À l'instar du répondant, le commissaire a conclu que les circonstances de l'espèce s'avéraient extrêmes et scandaleuses. Bien qu'il ait reconnu que la conduite malgré la suspension du permis constituait une infraction provinciale qui, prise isolément, était peu susceptible d'entraîner une suspension sans solde, le commissaire par intérim a déclaré que la conduite en état d'ébriété ne représentait pas une infraction criminelle mineure. Il a indiqué que la conduite en état d'ébriété, compte tenu des dangers extrêmes qu'elle comportait, était inexcusable et inacceptable pour tout membre de la société, et encore plus pour un membre de la Gendarmerie. La récidive de ce comportement rendait les choses encore plus troublantes. En l'espèce, les actes reprochés au membre étaient particulièrement graves, puisque le premier incident de conduite en état d'ébriété concernait une collision ayant causé des blessures aux passagers du véhicule du requérant, et que le deuxième incident était survenu seulement peu de temps après, alors qu'il était interdit au requérant de conduire.
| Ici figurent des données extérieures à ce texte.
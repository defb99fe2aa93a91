pub mod comparison;
pub mod rmd;
pub mod segments;
pub mod simulate;
pub mod strategy;

pub use comparison::{
    compare_strategies, CandidatePlan, ComparisonInput, ComparisonOutput, RankingCriterion, StrategyCandidate,
};
pub use segments::WithdrawalSegment;
pub use simulate::{
    run_withdrawal, simulate_segmented_withdrawal, simulate_withdrawal, SegmentedWithdrawalInput,
    WithdrawalInput, WithdrawalOutput,
};
pub use strategy::WithdrawalStrategyConfig;
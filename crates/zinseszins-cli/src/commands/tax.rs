use clap::Args;
use rust_decimal::Decimal;
use serde_json::Value;

use zinseszins_core::costs::{simulate_care_costs, CareCostInput};
use zinseszins_core::tax::{
    calculate_tax, compute_vorabpauschale, BasiszinsTable, TaxConfig, TaxInput, VorabpauschaleInput,
};

use crate::input;

/// Arguments for capital gains tax on a realized gain
#[derive(Args)]
pub struct TaxArgs {
    /// Path to JSON tax configuration (defaults when absent)
    #[arg(long)]
    pub input: Option<String>,

    /// Realized gain before Teilfreistellung
    #[arg(long, allow_hyphen_values = true)]
    pub gain: Decimal,

    /// Tax year
    #[arg(long, default_value = "2025")]
    pub year: i32,

    /// Other taxable income in the year (reduces Grundfreibetrag room)
    #[arg(long)]
    pub other_income: Option<Decimal>,
}

/// Arguments for the Vorabpauschale of one holding
#[derive(Args)]
pub struct VorabpauschaleArgs {
    /// Path to JSON tax configuration (defaults when absent)
    #[arg(long)]
    pub input: Option<String>,

    /// Value at the start of the year (or at purchase)
    #[arg(long)]
    pub start_value: Decimal,

    /// Value at the end of the year
    #[arg(long)]
    pub end_value: Decimal,

    /// Tax year
    #[arg(long, default_value = "2025")]
    pub year: i32,

    /// Months held in the year
    #[arg(long, default_value = "12")]
    pub months: u32,

    /// Basiszins override; the built-in table is used when absent
    #[arg(long, allow_hyphen_values = true)]
    pub basiszins: Option<Decimal>,
}

/// Arguments for care cost projection
#[derive(Args)]
pub struct CareCostsArgs {
    /// Path to JSON input file
    #[arg(long)]
    pub input: Option<String>,
}

pub fn run_tax(args: TaxArgs) -> Result<Value, Box<dyn std::error::Error>> {
    let tax: TaxConfig = input::read_input_or(args.input.as_deref(), TaxConfig::default())?;
    let result = calculate_tax(&TaxInput {
        gain: args.gain,
        year: args.year,
        tax,
        other_income: args.other_income,
    })?;
    Ok(serde_json::to_value(result)?)
}

pub fn run_vorabpauschale(args: VorabpauschaleArgs) -> Result<Value, Box<dyn std::error::Error>> {
    let tax: TaxConfig = input::read_input_or(args.input.as_deref(), TaxConfig::default())?;
    let result = compute_vorabpauschale(&VorabpauschaleInput {
        start_value: args.start_value,
        end_value: args.end_value,
        year: args.year,
        months_held: args.months,
        basiszins: args.basiszins,
        basiszins_table: BasiszinsTable::default(),
        tax,
    })?;
    Ok(serde_json::to_value(result)?)
}

pub fn run_care_costs(args: CareCostsArgs) -> Result<Value, Box<dyn std::error::Error>> {
    let care_input: CareCostInput = input::read_input(args.input.as_deref(), "care costs")?;
    let result = simulate_care_costs(&care_input)?;
    Ok(serde_json::to_value(result)?)
}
En outre, le requérant aurait injurié une policière du service de police concerné en la traitait de [Traduction] « chienne ». Le commissaire par intérim a indiqué que le requérant avait eu le temps de réfléchir aux conséquences de ses actes et de se rendre compte de la gravité de sa situation pendant un mois, mais qu'il avait récidivé malgré tout.

Le commissaire par intérim a déclaré que le requérant avait peut-être établi qu'il souffrait d'une déficience (alcoolisme), mais qu'il ne s'était pas acquitté du fardeau initial d'établir, selon la prépondérance des probabilités, une preuve prima facie de discrimination. En outre, le commissaire par intérim a rejeté la conclusion du CEE suivant laquelle l'alcoolisme du requérant atténuait le caractère extrême et scandaleux de son comportement. Il a conclu que le requérant n'avait présenté aucune preuve à l'appui de son affirmation voulant que son alcoolisme ait été un facteur déclencheur l'ayant amené à décider de conduire en état d'ébriété. Il a donc rejeté la conclusion du CEE selon laquelle le critère se décrivant par les termes « choquant », « atroce » et « manifestement immoral » (tels qu'énoncés dans le dossier G-353, une décision rendue par l'ancien commissaire Zaccardelli) n'avait pas été rempli étant donné l'alcoolisme du requérant.

Le commissaire par intérim a donc rejeté le grief.